Vous pensez connaître Disney. La souris. Les parcs. La nostalgie.
Mais le moteur financier derrière cette marque repose sur autre chose. Cela repose sur l’achat d’autres sociétés.
Disney n’est pas qu’un studio. C’est une société holding pour la culture. Depuis 1929, lorsque Walt et Roy Disney ont constitué Walt Disney Productions pour protéger leur studio de dessins animés, le modèle économique a changé. Cela a commencé avec l’animation. Puis des documentaires. Puis du live-action. Puis se garer. Chaque étape a ajouté une nouvelle source de revenus. Mais la vraie croissance ? Cela venait des accords.
Pourquoi Disney a acquis ABC, ESPN et Major Studios
Les années 1990 marquent un tournant. Sous Michael Eisner, Disney a arrêté de se contenter de faire des films et a commencé à contrôler les canaux de distribution.
En 1996, Disney finalise l’acquisition du réseau de télévision ABC. Il ne s’agissait pas seulement d’émissions de télévision. Il est venu avec ESPN. Soudain, Disney possédait la diffusion sportive. C’est un flux de trésorerie massif et stable. Cela faisait de Disney la plus grande société de médias au monde à l’époque.
Avant cela, ils avaient augmenté leur production. Touchstone Pictures et Miramax s’adressaient à un public mature. La Petite Sirène (1989) et Toy Story (1995) ont revitalisé l’animation. Toy Story a été un point de repère. Premier long métrage d’animation par ordinateur. Cela a prouvé que la technologie pouvait faire avancer la propriété intellectuelle.
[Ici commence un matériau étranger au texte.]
impl Shared {
    #[inline]
    pub(crate) fn full_page(&self, id: FullPageId) -> &FullPage {
        &self.full_pages[id.0]
    }

    // ========================================================================
    // Pin / unpin
    // ========================================================================

    /// Make `page` resident and pinned.
    ///
    /// `fresh_class` sizes the mini-page of a page that has no bytes yet.
    pub(crate) fn pin(&self, page: &PageInner, fresh_class: usize) -> Result<()> {
        loop {
            let mut state = page.state.lock();
            if state.pinned {
                BufferManagerStats::bump(&self.stats.cache_hits);
                return Ok(());
            }

            let placement = state.placement;
            match placement {
                Placement::Resident(mini) | Placement::Both(mini, _) => {
                    let mut slab = self.slab.lock();
                    if slab.pin(mini) {
                        state.pinned = true;
                        BufferManagerStats::bump(&self.stats.cache_hits);
                        return Ok(());
                    }

                    // The full page is being reclaimed; once that finishes
                    // this page is on disk.
                    drop(state);
                    trace!(page = %page.key, full_page = %mini.full_page, "buffer_manager.wait_reclaim");
                    self.reclaimed
                        .wait_while(&mut slab, |slab| slab.is_reclaiming(mini.full_page));
                }
                Placement::OnDisk(location) => {
                    return self.load(page, &mut state, location);
                }
                Placement::NotYetWritten => {
                    let mini = self.allocate(fresh_class, &page.key)?;
                    state.placement = Placement::Resident(mini);
                    state.pinned = true;
                    state.dirty = true;
                    *page.slot.write() = Some(mini);
                    trace!(page = %page.key, full_page = %mini.full_page, offset = mini.offset, "buffer_manager.create");
                    return Ok(());
                }
            }
        }
    }

    /// Read a page back from `location` into a new mini-page.
    fn load(&self, page: &PageInner, state: &mut PageState, location: DiskLocation) -> Result<()> {
        let mut buf = vec![0u8; location.len];
        self.disk.read_page(&page.key, location, &mut buf)?;
        BufferManagerStats::bump(&self.stats.pages_read);

        let class = self.classes.class_for(location.len);
        let mini = self.allocate(class, &page.key)?;
        // SAFETY: the slot was just allocated to this page and no view can
        // reach it until `page.slot` is set below.
        unsafe { self.full_page(mini.full_page).slice_mut(mini.range(location.len)) }
            .copy_from_slice(&buf);
        *page.slot.write() = Some(mini);

        state.placement = Placement::Both(mini, location);
        state.pinned = true;
        state.dirty = false;
        BufferManagerStats::bump(&self.stats.cache_misses);
        debug!(
            page = %page.key,
            full_page = %mini.full_page,
            offset = location.offset,
            len = location.len,
            "buffer_manager.load"
        );
        Ok(())
    }

    /// Unpin `page`. Idempotent.
    pub(crate) fn unpin(&self, page: &PageInner) {
        let mut state = page.state.lock();
        self.unpin_locked(&page.key, &mut state);
    }

    fn unpin_locked(&self, key: &PageKey, state: &mut PageState) {
        if !state.pinned {
            return;
        }
        let Some(mini) = state.placement.mini_page() else {
            panic!("invariant violation: pinned {} is not resident", key);
        };

        if !state.unpinned_once {
            state.unpinned_once = true;
            let len = *state.frozen_size.get_or_insert(mini.capacity);
            if let (PageKey::Named { set, .. }, None) = (key, state.placement.location()) {
                let location = self.disk.reserve(set, len);
                state.placement = Placement::Both(mini, location);
                debug!(page = %key, offset = location.offset, len, "buffer_manager.commit_location");
            }
        }

        state.pinned = false;
        self.slab.lock().unpin(mini);
    }

    /// Drop one handle reference. The last reference of an anonymous page
    /// frees its slot and scratch range; the last reference of a named page
    /// only unpins it.
    pub(crate) fn release(&self, page: &PageInner) {
        let mut state = page.state.lock();
        state.refs -= 1;
        if state.refs > 0 {
            return;
        }

        if !page.key.is_anonymous() {
            self.unpin_locked(&page.key, &mut state);
            return;
        }

        if let Some(mini) = state.placement.mini_page() {
            self.slab.lock().release(mini, &page.key, state.pinned);
        }
        if let Some(location) = state.placement.location() {
            let capacity = self.classes.capacity(self.classes.class_for(location.len));
            self.disk.release_scratch(location, capacity);
        }
        state.placement = Placement::NotYetWritten;
        state.pinned = false;
        *page.slot.write() = None;
        drop(state);

        self.directory.lock().remove(&page.key);
        trace!(page = %page.key, "buffer_manager.release");
    }

    // ========================================================================
    // Allocation and eviction
    // ========================================================================

    /// Get a pinned slot of `class` for `key`, evicting if needed.
    fn allocate(&self, class: usize, key: &PageKey) -> Result<MiniPage> {
        let step = self.slab.lock().allocate(class, key);
        match step {
            Allocation::Slot(mini) => Ok(mini),
            Allocation::Exhausted => {
                let requested = self.classes.capacity(class);
                warn!(page = %key, requested, "buffer_manager.exhausted");
                Err(Error::ResourceExhausted { requested })
            }
            Allocation::Evict {
                victim,
                constituents,
            } => {
                debug!(
                    full_page = %victim,
                    constituents = constituents.len(),
                    for_page = %key,
                    "buffer_manager.evict"
                );
                for constituent in &constituents {
                    if let Err(e) = self.evict_constituent(victim, constituent) {
                        warn!(full_page = %victim, page = %constituent, error = %e, "buffer_manager.evict_failed");
                        self.slab.lock().abort_reclaim(victim);
                        self.reclaimed.notify_all();
                        return Err(e);
                    }
                }

                let mini = self.slab.lock().finish_reclaim(victim, class, key);
                self.reclaimed.notify_all();
                BufferManagerStats::bump(&self.stats.evictions);
                Ok(mini)
            }
        }
    }

    /// Move one constituent of `victim` out of memory, writing it first if
    /// it is dirty.
    fn evict_constituent(&self, victim: FullPageId, key: &PageKey) -> Result<()> {
        let Some(page) = self.directory.lock().get(key) else {
            return Ok(());
        };
        let mut state = page.state.lock();
        let mini = match state.placement.mini_page() {
            Some(mini) if mini.full_page == victim => mini,
            // Released while the eviction was starting.
            _ => return Ok(()),
        };
        assert!(
            !state.pinned,
            "invariant violation: pinned {} on reclaimed {}",
            key, victim
        );

        // Waits out any view still held through another handle.
        let mut slot = page.slot.write();
        let location = if state.dirty {
            self.write_back(key, &mut state, mini)?
        } else {
            match state.placement.location() {
                Some(location) => location,
                None => panic!("invariant violation: clean {} has no disk location", key),
            }
        };

        *slot = None;
        drop(slot);
        state.placement = Placement::OnDisk(location);
        self.slab.lock().detach(mini, key);
        trace!(page = %key, full_page = %victim, "buffer_manager.evicted");
        Ok(())
    }

    /// Write a dirty resident page to disk: a named page to its committed
    /// location, an anonymous page to a new scratch range.
    ///
    /// The caller holds the page's slot lock.
    fn write_back(&self, key: &PageKey, state: &mut PageState, mini: MiniPage) -> Result<DiskLocation> {
        let len = state.used_len();
        // SAFETY: the caller's slot guard excludes write views of `mini`.
        let bytes = unsafe { self.full_page(mini.full_page).slice(mini.range(len)) }.to_vec();

        let location = match (key, state.placement.location()) {
            (_, Some(location)) => {
                self.disk.write_page(key, location, &bytes)?;
                BufferManagerStats::bump(&self.stats.pages_written);
                location
            }
            (PageKey::Anonymous(_), None) => {
                let capacity = self.classes.capacity(self.classes.class_for(len));
                let location = self.disk.allocate_scratch(len, capacity);
                if let Err(e) = self.disk.write_page(key, location, &bytes) {
                    self.disk.release_scratch(location, capacity);
                    return Err(e);
                }
                BufferManagerStats::bump(&self.stats.spills);
                debug!(page = %key, offset = location.offset, len, "buffer_manager.spill");
                location
            }
            (PageKey::Named { .. }, None) => {
                panic!("invariant violation: unpinned {} has no committed location", key)
            }
        };

        state.dirty = false;
        Ok(location)
    }

    // ========================================================================
    // Persistence
    // ========================================================================

    fn flush_all(&self) -> Result<()> {
        let pages = self.directory.lock().snapshot();
        let mut committed: BTreeMap<SetId, Vec<PageLocation>> = BTreeMap::new();

        for page in &pages {
            let PageKey::Named { set, index } = &page.key else {
                continue;
            };
            let mut state = page.state.lock();
            let Some(location) = state.placement.location() else {
                continue;
            };
            if state.dirty {
                if let Some(mini) = state.placement.mini_page() {
                    let _slot = page.slot.read();
                    self.write_back(&page.key, &mut state, mini)?;
                }
            }
            committed.entry(set.clone()).or_default().push(PageLocation {
                index: *index,
                offset: location.offset,
                len: location.len as u64,
            });
        }

        self.disk.sync_sets()?;

        let sets = self
            .disk
            .set_ends()
            .into_iter()
            .map(|(set, end_of_file)| {
                let mut pages = committed.remove(&set).unwrap_or_default();
                pages.sort_by_key(|page| page.index);
                SetMetadata {
                    set,
                    end_of_file,
                    pages,
                }
            })
            .collect();
        let metadata = Metadata { sets };
        metadata.store(&self.config.metadata_path())?;

        debug!(
            sets = metadata.sets.len(),
            pages = metadata.sets.iter().map(|set| set.pages.len()).sum::<usize>(),
            "buffer_manager.flush_all"
        );
        Ok(())
    }
}
//! Buffer management.
//!
//! The buffer layer owns a fixed pool of full pages and hands out
//! power-of-two mini-pages carved from them.
//!
//! # Components
//! - [`BufferManager`] - Get pages, flush, introspection
//! - [`PageHandle`] - Counted, pinnable reference to one page
//! - [`FullPage`] - A fixed-size block of the pool
//! - [`slab`] - Size classes and mini-page allocation
//! - [`replacer`] - LRU eviction over full pages
//! - [`BufferManagerStats`] - Performance statistics

mod buffer_manager;
mod directory;
mod full_page;
mod page_handle;
pub mod replacer;
pub mod slab;
mod stats;

pub use buffer_manager::BufferManager;
pub use directory::Placement;
pub use full_page::FullPage;
pub use page_handle::{PageBytes, PageBytesMut, PageHandle, PageStatus};
pub use slab::{MiniPage, SizeClasses};
pub use stats::{BufferManagerStats, StatsSnapshot};
//! Repetition, draw and game-over predicates.

use crate::draughts_errors::DraughtsResult;
use crate::game_state::game_state::GameState;
use crate::move_generation::move_generator::MoveGenerator;

/// Minimum stack depth for the repetition heuristic to fire.
const REPETITION_WINDOW: usize = 9;

impl GameState {
    /// True when the last move, the 5th-from-last and the 9th-from-last share
    /// the same square list.
    ///
    /// Compares move identity only; callers needing true position repetition
    /// must hash positions themselves.
    pub fn is_threefold_repetition(&self) -> bool {
        let stack = self.move_stack();
        let len = stack.len();
        if len < REPETITION_WINDOW {
            return false;
        }
        let last = &stack[len - 1].square_list;
        *last == stack[len - 5].square_list && *last == stack[len - 9].square_list
    }

    /// Delegates to the variant's draw rule.
    pub fn is_draw<G>(&self, generator: &G) -> DraughtsResult<bool>
    where
        G: MoveGenerator + ?Sized,
    {
        generator.is_draw(self)
    }

    /// True on a draw or when the side to move has no legal move.
    pub fn is_game_over<G>(&mut self, generator: &G) -> DraughtsResult<bool>
    where
        G: MoveGenerator + ?Sized,
    {
        if generator.is_draw(self)? {
            return Ok(true);
        }
        Ok(generator.generate_legal_moves(self)?.is_empty())
    }
}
Ils se sont même lancés dans l’immobilier. En 1994, ils ont ouvert Celebration, une communauté planifiée en Floride. Ils ont contribué à revitaliser Times Square à New York. Ils ont transformé Le Roi Lion en comédie musicale à Broadway. La stratégie était claire : maximiser chaque actif.
Quelles acquisitions ont défini le Disney du 21e siècle ?
Les années 2000 changent encore la donne. Disney n’a pas seulement grandi. Cela a acheté la concurrence.
Le premier était Pixar. Puis Marvel Entertainment. Puis Lucasfilm. Puis 20th Century Fox.
Pourquoi ces quatre-là ?
- Pixar : Technologie d’animation enregistrée. Toy Story l’a lancé, mais Pixar possédait l’avenir de CGI.
- Marvel : Super-héros possédés. C’est la plus grosse machine IP de l’histoire.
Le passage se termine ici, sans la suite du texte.